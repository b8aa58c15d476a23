use std::io::{self, BufRead, Write};
use std::path::PathBuf;

use log::{info, LevelFilter};

use crate::autocomplete::{AutoComplete, StoreSource, ENABLE_ACTIONS_PARAM};
use crate::config::{self, ConfigError};
use crate::contract::SearchResponse;
use crate::logging;
use crate::prefs::PrefBranch;

const USAGE: &str =
    "usage: urlbar-core [--config PATH] [--db PATH] [--actions] [--verbose] (--stdio | QUERY...)";

#[derive(Debug, thiserror::Error)]
pub enum RuntimeError {
    #[error("config error: {0}")]
    Config(#[from] ConfigError),
    #[error("io error: {0}")]
    Io(#[from] io::Error),
    #[error("failed to encode response: {0}")]
    Encode(#[from] serde_json::Error),
    #[error("{0}\n{usage}", usage = USAGE)]
    Usage(String),
}

#[derive(Debug, Clone, Default, PartialEq, Eq)]
pub struct RuntimeOptions {
    pub config_path: Option<PathBuf>,
    pub db_path: Option<PathBuf>,
    pub actions: bool,
    pub verbose: bool,
    pub stdio: bool,
    pub query: Vec<String>,
}

pub fn parse_cli_args(args: &[String]) -> Result<RuntimeOptions, RuntimeError> {
    let mut options = RuntimeOptions::default();
    let mut iter = args.iter();
    while let Some(arg) = iter.next() {
        match arg.as_str() {
            "--config" => options.config_path = Some(path_value(&mut iter, arg)?),
            "--db" => options.db_path = Some(path_value(&mut iter, arg)?),
            "--actions" => options.actions = true,
            "--verbose" => options.verbose = true,
            "--stdio" => options.stdio = true,
            "--" => options.query.extend(iter.by_ref().cloned()),
            flag if flag.starts_with("--") => {
                return Err(RuntimeError::Usage(format!("unknown option '{flag}'")));
            }
            word => options.query.push(word.to_string()),
        }
    }

    if options.stdio && !options.query.is_empty() {
        return Err(RuntimeError::Usage(
            "--stdio does not take a query".to_string(),
        ));
    }
    Ok(options)
}

fn path_value<'a>(
    iter: &mut impl Iterator<Item = &'a String>,
    flag: &str,
) -> Result<PathBuf, RuntimeError> {
    iter.next()
        .map(PathBuf::from)
        .ok_or_else(|| RuntimeError::Usage(format!("{flag} requires a path")))
}

pub fn run_with_options(options: RuntimeOptions) -> Result<(), RuntimeError> {
    let level = if options.verbose {
        LevelFilter::Debug
    } else {
        LevelFilter::Info
    };
    if let Err(error) = logging::init(level) {
        eprintln!("[urlbar-core] file logging disabled: {error}");
    }

    let mut cfg = config::load(options.config_path.as_deref())?;
    if !cfg.config_path.exists() {
        config::save(&cfg)?;
        info!("wrote default config to {}", cfg.config_path.display());
    }
    if let Some(db_path) = options.db_path {
        cfg.places_db_path = db_path;
    }
    info!(
        "startup config_path={} places_db_path={} mode={}",
        cfg.config_path.display(),
        cfg.places_db_path.display(),
        if options.stdio { "stdio" } else { "query" }
    );

    let branch = PrefBranch::new();
    cfg.apply_to(&branch);
    let mut autocomplete =
        AutoComplete::new(branch, StoreSource::Path(cfg.places_db_path.clone()));

    if options.stdio {
        return serve_stdio(&mut autocomplete);
    }

    let params = if options.actions { ENABLE_ACTIONS_PARAM } else { "" };
    let result = autocomplete.search_blocking(&options.query.join(" "), params);
    println!(
        "{}",
        serde_json::to_string_pretty(&SearchResponse::from(result))?
    );
    Ok(())
}

/// Answers one JSON request per input line until stdin closes.
fn serve_stdio(autocomplete: &mut AutoComplete) -> Result<(), RuntimeError> {
    let stdin = io::stdin();
    let mut stdout = io::stdout().lock();
    let mut handled = 0_usize;
    for line in stdin.lock().lines() {
        let line = line?;
        if line.trim().is_empty() {
            continue;
        }
        let response = crate::transport::handle_json(autocomplete, &line);
        writeln!(stdout, "{response}")?;
        stdout.flush()?;
        handled += 1;
    }
    info!("stdin closed after {handled} requests");
    Ok(())
}
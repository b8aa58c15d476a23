use std::collections::BTreeMap;
use std::sync::mpsc::{self, Receiver, Sender};
use std::sync::{Arc, Mutex};

use serde::{Deserialize, Serialize};

use crate::behavior::Behavior;
use crate::matcher::MatchBehavior;

pub const PREF_NAMESPACE: &str = "browser.urlbar.";

pub const DEFAULT_MAX_RICH_RESULTS: usize = 12;

#[derive(Debug, Clone, PartialEq, Eq, Serialize, Deserialize)]
#[serde(untagged)]
pub enum PrefValue {
    Bool(bool),
    Int(i64),
    String(String),
}

#[derive(Default)]
struct BranchState {
    values: BTreeMap<String, PrefValue>,
    observers: Vec<Sender<String>>,
}

/// Shared preference store under the `browser.urlbar.` namespace. Clones share
/// the same values; every write is announced to subscribers by pref name.
#[derive(Clone, Default)]
pub struct PrefBranch {
    state: Arc<Mutex<BranchState>>,
}

impl PrefBranch {
    pub fn new() -> Self {
        Self::default()
    }

    pub fn get(&self, name: &str) -> Option<PrefValue> {
        let state = self.state.lock().ok()?;
        state.values.get(&full_name(name)).cloned()
    }

    pub fn get_bool(&self, name: &str) -> Option<bool> {
        match self.get(name)? {
            PrefValue::Bool(value) => Some(value),
            _ => None,
        }
    }

    pub fn get_int(&self, name: &str) -> Option<i64> {
        match self.get(name)? {
            PrefValue::Int(value) => Some(value),
            _ => None,
        }
    }

    pub fn get_string(&self, name: &str) -> Option<String> {
        match self.get(name)? {
            PrefValue::String(value) => Some(value),
            _ => None,
        }
    }

    pub fn set(&self, name: &str, value: PrefValue) {
        let key = full_name(name);
        let Ok(mut state) = self.state.lock() else {
            return;
        };
        if state.values.get(&key) == Some(&value) {
            return;
        }
        state.values.insert(key.clone(), value);
        state
            .observers
            .retain(|observer| observer.send(key.clone()).is_ok());
    }

    pub fn set_bool(&self, name: &str, value: bool) {
        self.set(name, PrefValue::Bool(value));
    }

    pub fn set_int(&self, name: &str, value: i64) {
        self.set(name, PrefValue::Int(value));
    }

    pub fn set_string(&self, name: &str, value: &str) {
        self.set(name, PrefValue::String(value.to_string()));
    }

    /// Returns a receiver that gets the full name of every pref changed after
    /// this call.
    pub fn subscribe(&self) -> Receiver<String> {
        let (tx, rx) = mpsc::channel();
        if let Ok(mut state) = self.state.lock() {
            state.observers.push(tx);
        }
        rx
    }
}

fn full_name(name: &str) -> String {
    if name.starts_with(PREF_NAMESPACE) {
        name.to_string()
    } else {
        format!("{PREF_NAMESPACE}{name}")
    }
}

#[derive(Debug, Clone, PartialEq, Eq)]
pub struct RestrictTokens {
    pub history: String,
    pub bookmark: String,
    pub tag: String,
    pub openpage: String,
    pub typed: String,
    pub title: String,
    pub url: String,
}

impl Default for RestrictTokens {
    fn default() -> Self {
        Self {
            history: "^".to_string(),
            bookmark: "*".to_string(),
            tag: "+".to_string(),
            openpage: "%".to_string(),
            typed: "~".to_string(),
            title: "#".to_string(),
            url: "@".to_string(),
        }
    }
}

/// Snapshot of the autocomplete preferences with defaults applied.
#[derive(Debug, Clone, PartialEq, Eq)]
pub struct Preferences {
    pub enabled: bool,
    pub autofill: bool,
    pub autofill_typed: bool,
    pub suggest_history: bool,
    pub suggest_bookmark: bool,
    pub suggest_openpage: bool,
    pub suggest_history_only_typed: bool,
    pub match_behavior: MatchBehavior,
    pub filter_javascript: bool,
    pub max_rich_results: usize,
    pub restrict_tokens: RestrictTokens,
}

impl Default for Preferences {
    fn default() -> Self {
        Self {
            enabled: true,
            autofill: true,
            autofill_typed: true,
            suggest_history: true,
            suggest_bookmark: true,
            suggest_openpage: true,
            suggest_history_only_typed: false,
            match_behavior: MatchBehavior::BoundaryAnywhere,
            filter_javascript: true,
            max_rich_results: DEFAULT_MAX_RICH_RESULTS,
            restrict_tokens: RestrictTokens::default(),
        }
    }
}

impl Preferences {
    /// Reads every pref from `branch`. Missing or malformed values fall back to
    /// their defaults.
    pub fn load(branch: &PrefBranch) -> Self {
        let defaults = Self::default();
        let bool_pref = |name: &str, default: bool| branch.get_bool(name).unwrap_or(default);
        let token_pref = |name: &str, default: &str| {
            branch
                .get_string(name)
                .map(|value| value.trim().to_string())
                .filter(|value| !value.is_empty())
                .unwrap_or_else(|| default.to_string())
        };

        let match_behavior = match branch.get_int("matchBehavior").and_then(MatchBehavior::from_code) {
            Some(
                behavior @ (MatchBehavior::Anywhere
                | MatchBehavior::Boundary
                | MatchBehavior::Beginning),
            ) => behavior,
            _ => MatchBehavior::BoundaryAnywhere,
        };

        let max_rich_results = branch
            .get_int("maxRichResults")
            .filter(|value| *value > 0)
            .map(|value| value as usize)
            .unwrap_or(defaults.max_rich_results);

        let defaults_tokens = &defaults.restrict_tokens;
        let restrict_tokens = RestrictTokens {
            history: token_pref("restrict.history", &defaults_tokens.history),
            bookmark: token_pref("restrict.bookmark", &defaults_tokens.bookmark),
            tag: token_pref("restrict.tag", &defaults_tokens.tag),
            openpage: token_pref("restrict.openpage", &defaults_tokens.openpage),
            typed: token_pref("restrict.typed", &defaults_tokens.typed),
            title: token_pref("match.title", &defaults_tokens.title),
            url: token_pref("match.url", &defaults_tokens.url),
        };

        let mut prefs = Self {
            enabled: bool_pref("autocomplete.enabled", defaults.enabled),
            autofill: bool_pref("autoFill", defaults.autofill),
            autofill_typed: bool_pref("autoFill.typed", defaults.autofill_typed),
            suggest_history: bool_pref("suggest.history", defaults.suggest_history),
            suggest_bookmark: bool_pref("suggest.bookmark", defaults.suggest_bookmark),
            suggest_openpage: bool_pref("suggest.openpage", defaults.suggest_openpage),
            suggest_history_only_typed: bool_pref(
                "suggest.history.onlyTyped",
                defaults.suggest_history_only_typed,
            ),
            match_behavior,
            filter_javascript: bool_pref("filter.javascript", defaults.filter_javascript),
            max_rich_results,
            restrict_tokens,
        };
        prefs.sync_enabled();
        prefs
    }

    /// Autocomplete is only enabled while at least one suggestion source is.
    fn sync_enabled(&mut self) {
        let any_source = self.suggest_history || self.suggest_bookmark || self.suggest_openpage;
        if !any_source {
            self.enabled = false;
        }
        if !self.enabled {
            self.suggest_history = false;
            self.suggest_bookmark = false;
            self.suggest_openpage = false;
            self.suggest_history_only_typed = false;
        }
        if !self.suggest_history {
            self.suggest_history_only_typed = false;
        }
    }

    pub fn default_behavior(&self) -> Behavior {
        let mut behavior = Behavior::NONE;
        if self.suggest_history {
            behavior |= Behavior::HISTORY;
        }
        if self.suggest_history_only_typed {
            behavior.remove(Behavior::HISTORY);
            behavior |= Behavior::TYPED;
        }
        if self.suggest_bookmark {
            behavior |= Behavior::BOOKMARK;
        }
        if self.suggest_openpage {
            behavior |= Behavior::OPENPAGE;
        }
        behavior
    }

    /// Behavior for searches without any text: typed history when history is
    /// suggested, else bookmarks, else open pages.
    pub fn empty_search_default_behavior(&self) -> Behavior {
        let source = if self.suggest_history {
            Behavior::HISTORY | Behavior::TYPED
        } else if self.suggest_bookmark {
            Behavior::BOOKMARK
        } else {
            Behavior::OPENPAGE
        };
        Behavior::RESTRICT | source
    }
}

#[cfg(test)]
mod tests {
    use super::{PrefBranch, PrefValue, Preferences};
    use crate::behavior::Behavior;
    use crate::matcher::MatchBehavior;

    #[test]
    fn missing_prefs_use_defaults() {
        let prefs = Preferences::load(&PrefBranch::new());
        assert_eq!(prefs, Preferences::default());
        assert_eq!(
            prefs.default_behavior(),
            Behavior::HISTORY | Behavior::BOOKMARK | Behavior::OPENPAGE
        );
    }

    #[test]
    fn malformed_values_fall_back() {
        let branch = PrefBranch::new();
        branch.set_int("matchBehavior", 4);
        branch.set_int("maxRichResults", -3);
        branch.set_string("autocomplete.enabled", "yes");
        branch.set_string("restrict.history", "  ");

        let prefs = Preferences::load(&branch);
        assert_eq!(prefs.match_behavior, MatchBehavior::BoundaryAnywhere);
        assert_eq!(prefs.max_rich_results, 12);
        assert!(prefs.enabled);
        assert_eq!(prefs.restrict_tokens.history, "^");
    }

    #[test]
    fn disabling_every_source_disables_autocomplete() {
        let branch = PrefBranch::new();
        branch.set_bool("suggest.history", false);
        branch.set_bool("suggest.bookmark", false);
        branch.set_bool("suggest.openpage", false);
        assert!(!Preferences::load(&branch).enabled);
    }

    #[test]
    fn disabled_autocomplete_turns_sources_off() {
        let branch = PrefBranch::new();
        branch.set_bool("autocomplete.enabled", false);
        let prefs = Preferences::load(&branch);
        assert!(!prefs.suggest_history);
        assert!(prefs.default_behavior().is_empty());
    }

    #[test]
    fn only_typed_history_swaps_history_for_typed() {
        let branch = PrefBranch::new();
        branch.set_bool("suggest.history.onlyTyped", true);
        let behavior = Preferences::load(&branch).default_behavior();
        assert!(behavior.contains(Behavior::TYPED));
        assert!(!behavior.contains(Behavior::HISTORY));
    }

    #[test]
    fn empty_search_falls_through_enabled_sources() {
        let branch = PrefBranch::new();
        assert_eq!(
            Preferences::load(&branch).empty_search_default_behavior(),
            Behavior::RESTRICT | Behavior::HISTORY | Behavior::TYPED
        );

        branch.set_bool("suggest.history", false);
        assert_eq!(
            Preferences::load(&branch).empty_search_default_behavior(),
            Behavior::RESTRICT | Behavior::BOOKMARK
        );

        branch.set_bool("suggest.bookmark", false);
        assert_eq!(
            Preferences::load(&branch).empty_search_default_behavior(),
            Behavior::RESTRICT | Behavior::OPENPAGE
        );
    }

    #[test]
    fn subscribers_hear_about_changes() {
        let branch = PrefBranch::new();
        let changes = branch.subscribe();
        branch.set_int("maxRichResults", 5);
        branch.set_int("maxRichResults", 5);
        assert_eq!(changes.try_recv().unwrap(), "browser.urlbar.maxRichResults");
        assert!(changes.try_recv().is_err());
        assert_eq!(
            branch.get("browser.urlbar.maxRichResults"),
            Some(PrefValue::Int(5))
        );
    }
}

§ **Task objective**:
Each line of the entries where the string "while" occurs should be shown.

§ **Solution for this task**:
    while let Some(arg) = iter.next() {
    /// Autocomplete is only enabled while at least one suggestion source is.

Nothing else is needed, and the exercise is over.